If you are running one of the Ubuntu Cloud Images and you are trying to install Cilium as your CNI network plugin on your Kubernetes cluster. You might have noticed that you get CrashLoopBackOff from your cilium pods when issuing a kubectl get pods -n kube-system
Upon further troubleshooting on the problem pod with a kubectl logs cilium-jgcdm -n kube-system
you might see the below messages.
There is a very good chance you are missing some kernel configuration options. Have a look at https://docs.cilium.io/en/stable/operations/system_requirements/#linux-kernel for more information.
The base requirements are:
On a Ubuntu system running 20.04, you can check your kernel configurations with:
cat /lib/modules/$(uname -r)/build/.config
- Note: if you are not running as root, prepend sudo
before the command.
You can look for specific config options by prepending a pipe to grep:
cat /lib/modules/$(uname -r)/build/.config | grep -i config_bpf_jit
.
The Fix
After checking, you will noticed that certain options are not enabled. To solve, let's replace our kernel variant with the 'generic' version. If not running as root, prepend sudo
.
apt update && apt install linux-generic
or sudo apt update && sudo apt install linux-generic -y
if not running as root.
Now let's build initramfs for the kernel. You will want to use the generic kernel version that was installed, you should see the version from the install screen. You can also check under '/boot' directory with the command ls /boot
:
Note: at the time of this writing, '5.4.0-204-generic' is the installed kernel version.
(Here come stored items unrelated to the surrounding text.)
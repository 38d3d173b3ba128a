//! stock-screener: rank a universe of stocks by short-term attractiveness
//! and project closing prices a week ahead.
//!
//! Usage:
//!   cargo run -p stock-screener
//!   cargo run -p stock-screener -- --symbols AAPL MSFT NVDA --top 3
//!   cargo run -p stock-screener -- --lookback 3mo --forecast BBCA.JK --json report.json

use analysis_core::AnalysisError;
use analysis_orchestrator::ScreenerPipeline;
use anyhow::{Context, Result};
use std::sync::Arc;
use yahoo_client::YahooClient;

mod charts;
mod config;
mod report;

use config::{ScreenerConfig, USAGE};

const DEFAULT_LOG_FILTER: &str = "stock_screener=info,analysis_orchestrator=info,yahoo_client=warn";

fn init_tracing() {
    let filter = tracing_subscriber::EnvFilter::try_from_default_env()
        .unwrap_or_else(|_| tracing_subscriber::EnvFilter::new(DEFAULT_LOG_FILTER));

    let json_logging = std::env::var("RUST_LOG_FORMAT")
        .map(|v| v.eq_ignore_ascii_case("json"))
        .unwrap_or(false);
    if json_logging {
        tracing_subscriber::fmt().json().with_env_filter(filter).init();
    } else {
        tracing_subscriber::fmt().with_env_filter(filter).init();
    }
}

#[tokio::main]
async fn main() -> Result<()> {
    dotenvy::dotenv().ok();
    init_tracing();

    let args: Vec<String> = std::env::args().skip(1).collect();
    if args.iter().any(|a| a == "--help" || a == "-h") {
        println!("{}", USAGE);
        return Ok(());
    }

    let config = ScreenerConfig::from_env()?.apply_args(&args)?;
    tracing::info!(
        "Screening {} symbols, lookback {}, top {}",
        config.universe.len(),
        config.lookback,
        config.top_n
    );

    let client = YahooClient::from_env();
    tracing::debug!("Yahoo endpoint: {}", client.config().base_url);

    let pipeline = ScreenerPipeline::new(Arc::new(client), config.pipeline_config());
    let screen = match pipeline.run(&config.universe).await {
        Ok(screen) => screen,
        Err(e @ AnalysisError::NoMetricsComputed { .. }) => {
            eprintln!("❌ {}. Check your network connection and symbol list.", e);
            return Err(e.into());
        }
        Err(e) => return Err(e.into()),
    };

    println!("{}", report::render(&screen, &config.universe));

    if config.charts {
        let written = charts::write_charts(&screen, &config.output_dir)?;
        for path in &written {
            println!("📊 Chart written to {}", path.display());
        }
    }

    if let Some(path) = &config.json_path {
        let json = serde_json::to_string_pretty(&screen)?;
        std::fs::write(path, json)
            .with_context(|| format!("Failed to write report to {}", path.display()))?;
        println!("💾 Report written to {}", path.display());
    }

    Ok(())
}
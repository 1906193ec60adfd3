//! Componentwise combination of two tuples.
//!
//! ## Purpose
//!
//! This module provides the shared zip-style combinator behind the
//! componentwise binary operations (min, max) when the operand sizes are
//! only known at runtime.
//!
//! ## Design notes
//!
//! * **Exact sizes**: Combination requires equal component counts; there
//!   is no broadcasting.
//! * **Generic results**: Results build through [`TupleFactory`], so the
//!   combinator serves any destination kind.
//!
//! ## Non-goals
//!
//! * This module does not define the scalar combination functions; callers
//!   pass them in.

// External dependencies
use num_traits::Float;

// Internal dependencies
use crate::access::{TupleFactory, TupleRead};
use crate::primitives::errors::TupleError;
use crate::primitives::validate::Validator;

// ============================================================================
// Zip Combinator
// ============================================================================

/// Build a new tuple where component `i` is `f(a[i], b[i])`.
///
/// Fails with [`TupleError::SizeMismatch`] unless the operand sizes agree.
pub fn zip_with<T, A, B, D, F>(a: &A, b: &B, f: F) -> Result<D, TupleError>
where
    T: Float,
    A: TupleRead<T> + ?Sized,
    B: TupleRead<T> + ?Sized,
    D: TupleFactory<T>,
    F: Fn(T, T) -> T,
{
    let left = a.as_components();
    let right = b.as_components();
    Validator::exact_size(right.len(), left.len())?;
    D::from_fn(left.len(), |i| f(left[i], right[i]))
}
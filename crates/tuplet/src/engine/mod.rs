//! Layer 4: Engine
//!
//! # Purpose
//!
//! This layer implements the structural algorithms shared by every tuple
//! kind: rearrangement (arrange/swizzle) and componentwise combination.
//! Concrete tuple kinds wrap these in ergonomic methods.
//!
//! # Architecture
//!
//! ```text
//! API
//!   ↓
//! Layer 5: Tuples
//!   ↓
//! Layer 4: Engine ← You are here
//!   ↓
//! Layer 3: Access
//!   ↓
//! Layer 2: Math
//!   ↓
//! Layer 1: Primitives
//! ```

/// Rearrangement, swizzle, and resize algorithms.
pub mod rearrange;

/// Componentwise combination of two tuples.
pub mod combine;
update-initramfs -u -k 5.4.0-204-generic
or sudo update-initramfs -u -k 5.4.0-204-generic
for non-root user.
Note: If you want to remove 'linux-kvm' variant, issue
sudo apt purge linux-kvm
If you plan to keep the 'linux-kvm' kernel around, don't issue the apt purge command and move any files ending in '-kvm' in the /boot directory to a different folder.
mkdir /boot/kvm-kernel
mv /boot/*-kvm /boot/kvm-kernel/
Now, let's update grub
update-grub
or sudo update-grub
Reboot the system
reboot
or sudo reboot
Repeat the above steps for each of the nodes you have in the cluster.
After installing 'generic' kernel and rebooting, check your cilium pods again and they all should be running.
kubectl get pods -n kube-system -owide
- the '-owide' option will show which node the pods are running on.